[Collected data entries]

----------

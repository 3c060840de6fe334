use crate::draft::DraftStep;
use crate::types::TripId;

#[derive(Debug, Clone, PartialEq, Eq, thiserror::Error)]
pub enum CoreError {
    #[error("Trip draft is incomplete: {} has not been chosen yet", .missing.label())]
    IncompleteDraft { missing: DraftStep },

    #[error(
        "Cannot choose {} before {} has been chosen",
        .attempted.label(),
        .required.label()
    )]
    InvalidSequence {
        attempted: DraftStep,
        required: DraftStep,
    },

    #[error("Entity not found: {entity} with id {id}")]
    NotFound { entity: &'static str, id: TripId },

    #[error("Validation failed: {0}")]
    Validation(String),

    #[error("Internal error: {0}")]
    Internal(String),
}

impl From<validator::ValidationErrors> for CoreError {
    fn from(errors: validator::ValidationErrors) -> Self {
        CoreError::Validation(errors.to_string())
    }
}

----------

_WHAT IS BEING ASKED_
All lines of the entries containing the string "Internal" must be shown in full.

_YOUR RESPONSE_
    #[error("Internal error: {0}")]
    Internal(String),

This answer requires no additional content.